You saw a Datasette plugin earlier when I installed the bplist plugin. Another plugin I wrote is called Datasette Vega. It gives you simple charting options, so we can say I want a bar chart that plots the date on the X axis against the number of cases on the Y axis. And now we've got a chart of cases over time in this particular county in the state of Tennessee.

A couple of other things you can do: You can export the data back out again so I could get this data as JSON if I want to load this programmatically into something, and get it out as CSV if I want to load it into something like Microsoft Excel.

I can actually export it as YAML because there's an experimental plugin I've been building that does a YAML export. And then, more importantly, you can view and edit the SQL query that was used for this page.

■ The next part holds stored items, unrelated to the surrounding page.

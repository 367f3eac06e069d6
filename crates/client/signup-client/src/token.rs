//! Sources of the bearer token attached to outgoing requests.

use crate::error::TokenResult;
use crate::storage::LocalStorage;

/// Storage key the login flow writes the token under.
pub const DEFAULT_TOKEN_KEY: &str = "token";

/// Supplies the bearer token for the next request.
///
/// Called once per request. `Ok(None)` means "send without Authorization";
/// an error rejects the request before it is sent.
pub trait TokenProvider: Send + Sync {
    fn token(&self) -> TokenResult<Option<String>>;
}

/// Reads the token from [`LocalStorage`] on every call.
#[derive(Debug, Clone)]
pub struct StorageTokenProvider {
    storage: LocalStorage,
    key: String,
}

impl StorageTokenProvider {
    pub fn new(storage: LocalStorage, key: impl Into<String>) -> Self {
        Self {
            storage,
            key: key.into(),
        }
    }

    pub fn storage(&self) -> &LocalStorage {
        &self.storage
    }

    pub fn key(&self) -> &str {
        &self.key
    }
}

impl From<LocalStorage> for StorageTokenProvider {
    fn from(storage: LocalStorage) -> Self {
        Self::new(storage, DEFAULT_TOKEN_KEY)
    }
}

impl TokenProvider for StorageTokenProvider {
    fn token(&self) -> TokenResult<Option<String>> {
        let token = self.storage.get_item(&self.key)?;
        // An empty stored value counts as no token.
        Ok(token.filter(|t| !t.is_empty()))
    }
}

#[derive(Debug, Clone, Default)]
pub struct StaticTokenProvider(Option<String>);

impl StaticTokenProvider {
    pub fn new(token: Option<String>) -> Self {
        Self(token)
    }
}

impl TokenProvider for StaticTokenProvider {
    fn token(&self) -> TokenResult<Option<String>> {
        Ok(self.0.clone())
    }
}

/// Never attaches a token.
#[derive(Debug, Clone, Copy, Default)]
pub struct NoToken;

impl TokenProvider for NoToken {
    fn token(&self) -> TokenResult<Option<String>> {
        Ok(None)
    }
}

#[cfg(test)]
mod tests {
    use super::*;
    use crate::error::TokenError;
    use tempfile::TempDir;

    #[test]
    fn test_storage_provider_reads_live_value() {
        let dir = TempDir::new().unwrap();
        let storage = LocalStorage::open(dir.path().join("storage.json"));
        let provider = StorageTokenProvider::from(storage.clone());

        assert_eq!(provider.token().unwrap(), None);

        storage.set_item(DEFAULT_TOKEN_KEY, "jwt-1").unwrap();
        assert_eq!(provider.token().unwrap().as_deref(), Some("jwt-1"));

        storage.set_item(DEFAULT_TOKEN_KEY, "jwt-2").unwrap();
        assert_eq!(provider.token().unwrap().as_deref(), Some("jwt-2"));

        storage.set_item(DEFAULT_TOKEN_KEY, "").unwrap();
        assert_eq!(provider.token().unwrap(), None);
    }

    #[test]
    fn test_storage_provider_custom_key() {
        let dir = TempDir::new().unwrap();
        let storage = LocalStorage::open(dir.path().join("storage.json"));
        storage.set_item("token", "wrong").unwrap();
        storage.set_item("access_token", "right").unwrap();

        let provider = StorageTokenProvider::new(storage, "access_token");
        assert_eq!(provider.token().unwrap().as_deref(), Some("right"));
    }

    #[test]
    fn test_storage_provider_surfaces_corruption() {
        let dir = TempDir::new().unwrap();
        let path = dir.path().join("storage.json");
        std::fs::write(&path, "[1, 2").unwrap();
        let provider = StorageTokenProvider::from(LocalStorage::open(path));
        assert!(matches!(provider.token(), Err(TokenError::Storage(_))));
    }

    #[test]
    fn test_static_and_none() {
        assert_eq!(
            StaticTokenProvider::new(Some("t".to_string())).token().unwrap(),
            Some("t".to_string())
        );
        assert_eq!(NoToken.token().unwrap(), None);
    }
}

Now this is one of the interesting things about publishing read-only data: because the data as read only and it's opened in a special read only mode, people executing SQL queries can't cause any damage to that database. So SQL injection which in most web applications is a serious security vulnerability for us, becomes a feature.

We could say I just want back the data on the cases and the deaths columns - I'm gonna hit "run SQL" and now I'm getting back just that data that I requested, and I could export that data back out again as JSON or CSV. So this becomes a really powerful way of remixing and slicing and dicing data and then getting it back out again in a format that I can use somewhere else.

So that's all well and good. But the obvious question is, how do you get this data into a SQLite file in the first place? So I'm gonna show you a demo using one of my favourite pieces of data of all time. This is the results of the 2018 New York Central Park squirrel census, where a bunch of volunteers went out and tried to answer the crucial question: "How many squirrels are there in Central Park?".

And this is published as a CSV file, it's got 3,023 rows. Each row is a squirrel. And we can export that out and get back CSV. So I've got the file here. I'm gonna turn it into a SQLite database.

I have a tool I wrote called csvs-to-sqlite, which takes a CSV file - or multiple CSV files - and turns them into, or loads them into SQLite. So here we go, I've run that command and and now I have squirrels.db, which is a SQLite database.

csvs-to-sqlite 2018_Central_Park_Squirrel_Census_-_Squirrel_Data.csv squirrels.db

If I run sqlite3 squirrels.db .schema, it'll show me the schema - and it is indeed a table with columns for squirrels with unique squirrel IDS and which hectare they're in and all of that kind of stuff.

datasette squirrels.db

And so now that we've done that, I can run datasette squirrels.db and start up Datasette and I can see that data in my browser. And here we go here, here are 3,000 rows of squirrel data.

Faceting is kind of fun: you can see things like primary fur colour, showing up as options there. And, actually, if we facet by that, we can say you know what? For the 392 cinnamon squirrels, let's see what the highlight fur colours are for those. Show me the 10 squirrels that are black and have cinnamon hair.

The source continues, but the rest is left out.